== What you are asked to do ==
Output, without alteration, the first line of the entries and each line after it, stopping with the line that contains "pub mod time;".

== Input for this task ==
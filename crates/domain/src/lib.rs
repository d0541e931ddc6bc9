//! # provisioning-domain
//!
//! Pure domain model for incoming phone number provisioning.
//!
//! ## Responsibilities
//! - Foundational types: typed Sids, URIs, error conventions, timestamps
//! - Define **incoming phone numbers** with their per-channel routing
//! - Define the **search filter** used to list and count numbers
//! - Contain all invariant enforcement and domain logic
//!
//! ## Dependency rule
//! This crate has **no internal dependencies**.
//! It must never import anything from `app`, adapters, or external IO crates.
//! All IO boundaries are expressed as traits in the `app` crate (ports).

pub mod error;
pub mod id;
pub mod time;
pub mod uri;

pub mod filter;
pub mod phone_number;
//! Column codecs between raw `SQLite` values and typed domain fields.
//!
//! Every `read_*` accepts an absent (NULL or missing) value and yields an
//! absent or default typed value; only present-but-malformed values fail.
//! For present values `read_*(write_*(x)) == x`.

use std::fmt::Display;
use std::str::FromStr;

use chrono::{DateTime, SecondsFormat};

use provisioning_domain::id::SidError;
use provisioning_domain::time::Timestamp;
use provisioning_domain::uri::Uri;

use crate::error::MappingError;

/// Value of a boolean flag column that is NULL or missing.
pub const DEFAULT_FLAG: bool = false;

pub fn read_sid<T>(column: &'static str, raw: Option<&str>) -> Result<Option<T>, MappingError>
where
    T: FromStr<Err = SidError>,
{
    raw.map(str::parse)
        .transpose()
        .map_err(|source| MappingError::InvalidSid { column, source })
}

pub fn write_sid<T: Display>(sid: Option<&T>) -> Option<String> {
    sid.map(ToString::to_string)
}

pub fn read_timestamp(
    column: &'static str,
    raw: Option<&str>,
) -> Result<Option<Timestamp>, MappingError> {
    raw.map(|text| DateTime::parse_from_rfc3339(text).map(|ts| ts.to_utc()))
        .transpose()
        .map_err(|source| MappingError::InvalidTimestamp { column, source })
}

/// Timestamps are written with full sub-second precision so the value read
/// back compares equal.
pub fn write_timestamp(ts: Option<&Timestamp>) -> Option<String> {
    ts.map(|ts| ts.to_rfc3339_opts(SecondsFormat::AutoSi, true))
}

pub fn read_uri(column: &'static str, raw: Option<&str>) -> Result<Option<Uri>, MappingError> {
    raw.map(str::parse)
        .transpose()
        .map_err(|source| MappingError::InvalidUri { column, source })
}

pub fn write_uri(uri: Option<&Uri>) -> Option<String> {
    uri.map(ToString::to_string)
}

#[must_use]
pub fn read_flag(raw: Option<bool>) -> bool {
    raw.unwrap_or(DEFAULT_FLAG)
}

#[must_use]
pub fn write_flag(flag: bool) -> Option<bool> {
    Some(flag)
}

/// Unwrap a mandatory column.
pub fn require<T>(column: &'static str, value: Option<T>) -> Result<T, MappingError> {
    value.ok_or(MappingError::MissingColumn(column))
}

== Output for this task ==
filename crates/domain/src/lib.rs
repository d0541e931ddc6bc9
//! # provisioning-domain
//!
//! Pure domain model for incoming phone number provisioning.
//!
//! ## Responsibilities
//! - Foundational types: typed Sids, URIs, error conventions, timestamps
//! - Define **incoming phone numbers** with their per-channel routing
//! - Define the **search filter** used to list and count numbers
//! - Contain all invariant enforcement and domain logic
//!
//! ## Dependency rule
//! This crate has **no internal dependencies**.
//! It must never import anything from `app`, adapters, or external IO crates.
//! All IO boundaries are expressed as traits in the `app` crate (ports).

pub mod error;
pub mod id;
pub mod time;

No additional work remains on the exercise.